§ Brief
Using the records below, repeat exactly the lines from the one holding "use crate::storage::Storage;" through the one holding "if let Some(storage)", both ends included, and no others.

§ Data records
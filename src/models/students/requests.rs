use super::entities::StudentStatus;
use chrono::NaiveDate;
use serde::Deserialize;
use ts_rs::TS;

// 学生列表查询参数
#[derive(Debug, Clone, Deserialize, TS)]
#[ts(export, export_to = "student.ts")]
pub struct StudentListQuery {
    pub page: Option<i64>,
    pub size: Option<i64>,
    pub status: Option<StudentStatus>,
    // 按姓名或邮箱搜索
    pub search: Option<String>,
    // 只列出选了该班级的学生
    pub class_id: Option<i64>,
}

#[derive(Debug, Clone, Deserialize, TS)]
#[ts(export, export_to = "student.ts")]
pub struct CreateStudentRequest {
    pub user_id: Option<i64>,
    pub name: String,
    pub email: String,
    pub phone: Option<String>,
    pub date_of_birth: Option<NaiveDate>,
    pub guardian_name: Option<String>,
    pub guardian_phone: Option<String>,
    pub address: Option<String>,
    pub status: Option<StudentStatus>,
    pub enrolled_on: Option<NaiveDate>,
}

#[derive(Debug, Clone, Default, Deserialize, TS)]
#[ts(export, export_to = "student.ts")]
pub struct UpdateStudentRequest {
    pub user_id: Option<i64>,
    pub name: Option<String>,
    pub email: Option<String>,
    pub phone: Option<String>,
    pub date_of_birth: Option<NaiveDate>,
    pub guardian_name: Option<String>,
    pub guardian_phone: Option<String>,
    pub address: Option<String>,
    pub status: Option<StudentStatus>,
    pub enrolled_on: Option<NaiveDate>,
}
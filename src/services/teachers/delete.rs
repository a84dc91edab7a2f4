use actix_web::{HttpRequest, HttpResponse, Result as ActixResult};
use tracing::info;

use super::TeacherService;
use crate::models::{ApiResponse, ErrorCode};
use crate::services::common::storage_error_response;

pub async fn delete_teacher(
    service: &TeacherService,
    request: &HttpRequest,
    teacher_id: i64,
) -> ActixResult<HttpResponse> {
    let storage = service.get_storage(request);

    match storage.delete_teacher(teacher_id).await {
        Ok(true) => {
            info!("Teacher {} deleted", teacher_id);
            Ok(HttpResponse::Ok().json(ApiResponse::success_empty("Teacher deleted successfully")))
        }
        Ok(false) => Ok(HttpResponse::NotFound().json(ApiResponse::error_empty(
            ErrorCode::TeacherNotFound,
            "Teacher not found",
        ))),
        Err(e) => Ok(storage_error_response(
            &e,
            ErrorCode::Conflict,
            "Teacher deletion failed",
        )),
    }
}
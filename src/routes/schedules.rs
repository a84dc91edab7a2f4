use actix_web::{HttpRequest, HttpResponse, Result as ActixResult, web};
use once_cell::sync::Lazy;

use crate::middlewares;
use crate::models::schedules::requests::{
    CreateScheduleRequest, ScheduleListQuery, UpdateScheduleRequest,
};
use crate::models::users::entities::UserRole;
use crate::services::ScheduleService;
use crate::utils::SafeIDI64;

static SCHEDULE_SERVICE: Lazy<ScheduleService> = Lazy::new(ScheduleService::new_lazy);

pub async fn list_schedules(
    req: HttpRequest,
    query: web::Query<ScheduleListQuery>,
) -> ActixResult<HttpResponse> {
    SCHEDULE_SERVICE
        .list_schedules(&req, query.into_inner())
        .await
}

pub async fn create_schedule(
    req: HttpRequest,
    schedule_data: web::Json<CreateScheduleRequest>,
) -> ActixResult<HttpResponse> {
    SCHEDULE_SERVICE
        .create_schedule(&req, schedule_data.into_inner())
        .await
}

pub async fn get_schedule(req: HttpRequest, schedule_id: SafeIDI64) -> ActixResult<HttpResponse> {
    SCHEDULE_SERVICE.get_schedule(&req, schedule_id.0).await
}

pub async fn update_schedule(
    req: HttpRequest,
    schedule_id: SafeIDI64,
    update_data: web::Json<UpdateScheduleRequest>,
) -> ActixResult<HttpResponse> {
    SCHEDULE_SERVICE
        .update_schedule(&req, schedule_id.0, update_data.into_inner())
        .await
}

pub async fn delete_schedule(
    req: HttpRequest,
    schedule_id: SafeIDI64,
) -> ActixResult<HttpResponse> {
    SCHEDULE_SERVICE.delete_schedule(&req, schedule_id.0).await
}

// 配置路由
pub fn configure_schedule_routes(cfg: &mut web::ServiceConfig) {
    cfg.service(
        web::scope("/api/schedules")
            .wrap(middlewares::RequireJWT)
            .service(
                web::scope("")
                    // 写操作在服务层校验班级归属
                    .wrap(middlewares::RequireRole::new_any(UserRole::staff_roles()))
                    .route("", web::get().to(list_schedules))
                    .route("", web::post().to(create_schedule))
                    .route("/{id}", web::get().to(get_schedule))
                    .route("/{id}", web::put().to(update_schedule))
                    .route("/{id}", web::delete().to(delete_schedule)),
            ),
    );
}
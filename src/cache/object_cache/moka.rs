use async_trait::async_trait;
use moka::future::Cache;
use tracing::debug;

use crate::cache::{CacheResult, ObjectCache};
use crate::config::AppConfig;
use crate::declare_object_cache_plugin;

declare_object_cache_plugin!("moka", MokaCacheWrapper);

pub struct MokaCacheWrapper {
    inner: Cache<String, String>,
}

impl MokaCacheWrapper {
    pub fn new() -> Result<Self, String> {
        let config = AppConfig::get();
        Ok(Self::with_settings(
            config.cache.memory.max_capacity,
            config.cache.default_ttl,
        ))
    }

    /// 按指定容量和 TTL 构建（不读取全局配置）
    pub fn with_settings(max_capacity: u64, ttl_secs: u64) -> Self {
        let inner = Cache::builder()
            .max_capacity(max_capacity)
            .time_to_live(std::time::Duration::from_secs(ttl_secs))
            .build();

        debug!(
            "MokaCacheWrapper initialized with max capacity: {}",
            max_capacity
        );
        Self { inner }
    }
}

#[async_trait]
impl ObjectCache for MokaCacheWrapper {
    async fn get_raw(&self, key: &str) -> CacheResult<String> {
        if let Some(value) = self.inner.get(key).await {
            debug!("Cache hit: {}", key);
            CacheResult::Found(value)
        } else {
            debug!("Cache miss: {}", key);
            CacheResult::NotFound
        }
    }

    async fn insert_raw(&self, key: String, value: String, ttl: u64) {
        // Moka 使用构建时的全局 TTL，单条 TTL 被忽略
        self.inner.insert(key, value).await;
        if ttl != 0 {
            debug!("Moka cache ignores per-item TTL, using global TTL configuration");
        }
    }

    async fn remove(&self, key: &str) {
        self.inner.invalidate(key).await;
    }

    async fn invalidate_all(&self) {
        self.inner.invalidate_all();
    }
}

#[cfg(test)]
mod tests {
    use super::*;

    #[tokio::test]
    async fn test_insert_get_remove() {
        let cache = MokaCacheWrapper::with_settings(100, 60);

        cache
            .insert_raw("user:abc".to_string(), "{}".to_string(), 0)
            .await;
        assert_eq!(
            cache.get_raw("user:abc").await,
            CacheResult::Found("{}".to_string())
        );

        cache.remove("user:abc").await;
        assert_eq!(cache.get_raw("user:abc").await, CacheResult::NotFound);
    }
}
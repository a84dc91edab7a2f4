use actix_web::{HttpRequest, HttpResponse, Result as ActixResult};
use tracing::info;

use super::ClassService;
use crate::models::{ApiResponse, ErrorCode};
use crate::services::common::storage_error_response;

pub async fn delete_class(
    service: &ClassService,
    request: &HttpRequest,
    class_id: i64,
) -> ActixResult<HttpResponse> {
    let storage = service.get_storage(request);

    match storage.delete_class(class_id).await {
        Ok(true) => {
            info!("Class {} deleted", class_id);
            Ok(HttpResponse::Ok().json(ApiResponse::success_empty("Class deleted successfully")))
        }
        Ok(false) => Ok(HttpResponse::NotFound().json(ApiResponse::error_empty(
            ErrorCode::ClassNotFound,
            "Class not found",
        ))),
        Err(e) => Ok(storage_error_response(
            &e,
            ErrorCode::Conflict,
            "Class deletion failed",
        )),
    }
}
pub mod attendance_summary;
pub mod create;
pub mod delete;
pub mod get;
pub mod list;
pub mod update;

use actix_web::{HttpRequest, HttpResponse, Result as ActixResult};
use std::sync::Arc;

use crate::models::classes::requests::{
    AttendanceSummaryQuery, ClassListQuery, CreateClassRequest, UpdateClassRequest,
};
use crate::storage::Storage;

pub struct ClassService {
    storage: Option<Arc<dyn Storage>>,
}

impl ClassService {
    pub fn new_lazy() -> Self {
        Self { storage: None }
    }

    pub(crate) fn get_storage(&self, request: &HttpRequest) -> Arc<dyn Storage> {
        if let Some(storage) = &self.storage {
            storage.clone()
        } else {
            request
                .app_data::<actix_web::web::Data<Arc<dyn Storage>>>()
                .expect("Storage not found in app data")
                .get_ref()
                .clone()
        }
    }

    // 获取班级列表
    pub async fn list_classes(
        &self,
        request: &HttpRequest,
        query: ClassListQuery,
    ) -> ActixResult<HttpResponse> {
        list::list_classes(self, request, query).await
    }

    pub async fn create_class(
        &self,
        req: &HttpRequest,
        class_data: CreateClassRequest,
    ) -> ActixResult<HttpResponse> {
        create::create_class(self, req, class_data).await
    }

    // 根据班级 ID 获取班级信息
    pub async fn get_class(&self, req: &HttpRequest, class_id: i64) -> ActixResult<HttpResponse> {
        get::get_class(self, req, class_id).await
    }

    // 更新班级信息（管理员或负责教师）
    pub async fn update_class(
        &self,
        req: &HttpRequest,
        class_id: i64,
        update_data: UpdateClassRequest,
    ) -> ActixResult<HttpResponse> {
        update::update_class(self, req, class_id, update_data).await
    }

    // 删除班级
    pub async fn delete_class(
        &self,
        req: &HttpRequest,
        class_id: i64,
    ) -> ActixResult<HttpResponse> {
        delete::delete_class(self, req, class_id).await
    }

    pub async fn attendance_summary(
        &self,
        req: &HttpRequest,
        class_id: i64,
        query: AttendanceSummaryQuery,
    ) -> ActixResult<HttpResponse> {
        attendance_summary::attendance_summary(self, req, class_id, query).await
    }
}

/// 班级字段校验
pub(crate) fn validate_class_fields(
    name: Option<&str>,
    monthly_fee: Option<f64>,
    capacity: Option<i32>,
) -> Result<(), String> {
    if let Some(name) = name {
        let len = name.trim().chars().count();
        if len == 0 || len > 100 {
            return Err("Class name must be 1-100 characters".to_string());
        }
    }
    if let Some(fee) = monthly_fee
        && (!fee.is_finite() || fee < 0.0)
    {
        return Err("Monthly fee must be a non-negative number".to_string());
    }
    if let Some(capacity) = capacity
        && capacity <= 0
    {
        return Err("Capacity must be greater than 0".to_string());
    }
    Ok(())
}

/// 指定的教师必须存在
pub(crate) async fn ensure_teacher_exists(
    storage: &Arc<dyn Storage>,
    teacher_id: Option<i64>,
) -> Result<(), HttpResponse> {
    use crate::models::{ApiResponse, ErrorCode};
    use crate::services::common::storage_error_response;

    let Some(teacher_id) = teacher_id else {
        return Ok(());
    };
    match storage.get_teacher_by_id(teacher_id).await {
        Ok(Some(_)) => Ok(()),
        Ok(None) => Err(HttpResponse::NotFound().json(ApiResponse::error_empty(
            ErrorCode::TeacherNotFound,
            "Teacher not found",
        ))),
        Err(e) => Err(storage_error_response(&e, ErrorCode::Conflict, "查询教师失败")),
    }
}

§ Task result
use crate::storage::Storage;

pub struct ClassService {
    storage: Option<Arc<dyn Storage>>,
}

impl ClassService {
    pub fn new_lazy() -> Self {
        Self { storage: None }
    }

    pub(crate) fn get_storage(&self, request: &HttpRequest) -> Arc<dyn Storage> {
        if let Some(storage) = &self.storage {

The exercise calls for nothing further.